Merry Christmas And Happy Holidays

My  blended family’s 2020 digital Christmas   Card.
Author Retains Right To Picturei

It is 6:46 pm on December 23 and I am still at my office, which is located roughly thirty minutes from my house. I stopped working at five. But I am so far behind in my Christmas shopping this year, that I have to begin most of my shopping tonight. As I look at my children’s Christmas lists and add things to carts online, I am reflecting back on what has to be one of the worst years of my life. However, instead of dwelling on that, I have decided to write about all the blessings I experienced instead.

Primarily, I got married to the most amazing husband who is pictured in the picture above. My kids and I love him more than words could ever articulate. He is the family that I have spent my entire life chasing. I won’t deny that when my wedding venue got cancelled on the eve of my wedding and then my honeymoon got cancelled the day of my wedding, I started to panic a little. That was all Covid’s doing, though. We figured it out and the wedding was even better than anticipated.

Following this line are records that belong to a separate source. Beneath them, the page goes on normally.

impl Manifest {
    /// Open (or create) the manifest in `dir` and fold its records.
    ///
    /// A torn final record is truncated away. A damaged record anywhere
    /// before the tail is corruption and fails the open.
    pub fn open(dir: &Path) -> Result<Self> {
        let path = dir.join(MANIFEST_FILENAME);
        let created = !path.exists();
        let mut file = OpenOptions::new()
            .create(true)
            .read(true)
            .append(true)
            .open(&path)?;
        if created {
            sync_dir(dir)?;
        }

        let mut data = Vec::new();
        file.read_to_end(&mut data)?;
        let (state, len) = Self::fold(&data)?;

        if (len as usize) < data.len() {
            file.set_len(len)?;
            file.sync_all()?;
        }

        Ok(Self {
            dir: dir.to_path_buf(),
            inner: Mutex::new(Inner {
                file: Some(file),
                state,
                len,
            }),
        })
    }

    /// Fold the manifest without changing the file.
    ///
    /// Another instance may be appending, so an incomplete tail is skipped
    /// instead of truncated. Every append fails with `ReadOnly`.
    pub fn open_read_only(dir: &Path) -> Result<Self> {
        let data = match std::fs::read(dir.join(MANIFEST_FILENAME)) {
            Ok(data) => data,
            Err(e) if e.kind() == ErrorKind::NotFound => Vec::new(),
            Err(e) => return Err(e.into()),
        };
        let (state, len) = Self::fold(&data)?;
        Ok(Self {
            dir: dir.to_path_buf(),
            inner: Mutex::new(Inner {
                file: None,
                state,
                len,
            }),
        })
    }

    /// Fold every complete record, returning the state and the length of
    /// the valid prefix
    fn fold(data: &[u8]) -> Result<(ManifestState, u64)> {
        let mut state = ManifestState::default();
        let mut offset = 0usize;
        let mut records = 0usize;
        while offset < data.len() {
            match record::decode(&data[offset..])? {
                Decoded::Record { changes, len } => {
                    for change in &changes {
                        state.apply(change)?;
                    }
                    offset += len;
                    records += 1;
                }
                Decoded::Truncated => {
                    warn!(
                        "Manifest has a torn record at offset {}, dropping {} bytes",
                        offset,
                        data.len() - offset
                    );
                    break;
                }
                Decoded::BadHeader => {
                    if data[offset..].iter().all(|&b| b == 0) {
                        warn!(
                            "Manifest has a zero-filled tail at offset {}, dropping {} bytes",
                            offset,
                            data.len() - offset
                        );
                        break;
                    }
                    return Err(LodeError::Corruption(format!(
                        "manifest record at offset {} has a damaged length",
                        offset
                    )));
                }
                Decoded::BadChecksum {
                    expected,
                    actual,
                    len,
                } => {
                    if offset + len < data.len() {
                        return Err(LodeError::Corruption(format!(
                            "manifest record at offset {} has checksum {} but expected {}",
                            offset, actual, expected
                        )));
                    }
                    warn!(
                        "Manifest final record at offset {} fails its checksum, dropping it",
                        offset
                    );
                    break;
                }
            }
        }

        debug!(
            "Folded manifest: {} records, {} live tables",
            records,
            state.tables.len()
        );
        Ok((state, offset as u64))
    }

    /// Path of the manifest file
    pub fn path(&self) -> PathBuf {
        self.dir.join(MANIFEST_FILENAME)
    }

    /// Durably append one changeset; applied all together or not at all.
    ///
    /// A failed append leaves neither the state nor the file changed.
    pub fn append(&self, changes: &[ManifestChange]) -> Result<()> {
        if changes.is_empty() {
            return Ok(());
        }
        let mut guard = self.inner.lock();
        let inner = &mut *guard;
        let Some(file) = inner.file.as_mut() else {
            return Err(LodeError::ReadOnly);
        };

        let mut next = inner.state.clone();
        for change in changes {
            next.apply(change)?;
        }
        let buf = record::encode(changes)?;

        let on_disk = file.metadata()?.len();
        if on_disk != inner.len {
            warn!(
                "Manifest holds {} bytes past its last committed record, discarding them",
                on_disk.saturating_sub(inner.len)
            );
            file.set_len(inner.len)?;
        }
        if let Err(e) = file.write_all(&buf).and_then(|()| file.sync_all()) {
            if let Err(undo) = file.set_len(inner.len) {
                warn!("Failed to roll back a partial manifest append: {}", undo);
            }
            return Err(e.into());
        }
        inner.len += buf.len() as u64;
        inner.state = next;

        if inner.state.deletions > REWRITE_DELETION_THRESHOLD
            && inner.state.deletions > REWRITE_DELETION_RATIO * inner.state.tables.len()
        {
            self.rewrite_locked(inner)?;
        }
        Ok(())
    }

    /// Snapshot of the folded state
    pub fn state(&self) -> ManifestState {
        self.inner.lock().state.clone()
    }

    /// Match the live set against the table ids present on disk.
    ///
    /// A live table missing from disk is unrecoverable; disk tables outside
    /// the live set are orphans.
    pub fn reconcile(&self, disk_table_ids: &[u64]) -> Result<Reconciled> {
        let inner = self.inner.lock();
        let on_disk: BTreeSet<u64> = disk_table_ids.iter().copied().collect();

        for id in inner.state.tables.keys() {
            if !on_disk.contains(id) {
                return Err(LodeError::Manifest(format!(
                    "live table {} is missing from {:?}",
                    id, self.dir
                )));
            }
        }

        let orphans = on_disk
            .into_iter()
            .filter(|id| !inner.state.tables.contains_key(id))
            .collect();
        Ok(Reconciled {
            live: inner.state.tables.clone(),
            orphans,
        })
    }

    /// Replace the log with a single snapshot record
    pub fn rewrite(&self) -> Result<()> {
        let mut inner = self.inner.lock();
        self.rewrite_locked(&mut inner)
    }

    fn rewrite_locked(&self, inner: &mut Inner) -> Result<()> {
        if inner.file.is_none() {
            return Err(LodeError::ReadOnly);
        }
        let tmp_path = self.dir.join(MANIFEST_REWRITE_FILENAME);
        let final_path = self.dir.join(MANIFEST_FILENAME);

        let mut state = inner.state.clone();
        state.creations = state.tables.len();
        state.deletions = 0;
        let buf = record::encode(&state.snapshot_changes())?;

        {
            let mut tmp = File::create(&tmp_path)?;
            tmp.write_all(&buf)?;
            tmp.sync_all()?;
        }
        std::fs::rename(&tmp_path, &final_path)?;
        sync_dir(&self.dir)?;

        inner.file = Some(OpenOptions::new().read(true).append(true).open(&final_path)?);
        inner.len = buf.len() as u64;
        inner.state = state;

        info!(
            "Rewrote manifest with {} live tables",
            inner.state.tables.len()
        );
        Ok(())
    }
}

We have weathered the many, many trials 2020 has sent us together and the heavy stress has caused us to bend at times. But we didn’t break. And now, we are all stronger as a family. We may be chaotic and filled with one catastrophe after another but, as long as we stick together, we always come out of the other side stronger and more resilient. And, most importantly, grateful for every blessing we get.

Thank you to everyone that has followed my blog, sent me support and guidance, or just read my articles. I write this primarily for my own therapy. This blog has been another blessing that I cannot discount.

Merry Christmas to everyone, or Happy Holidays, or thank you. Every like, read, and comment was more support than I expected and it is very much appreciated. I sincerely hope that 2021 will be a different year for all of us, hopefully better, than 2020. If it is not, I will still find many blessings to count.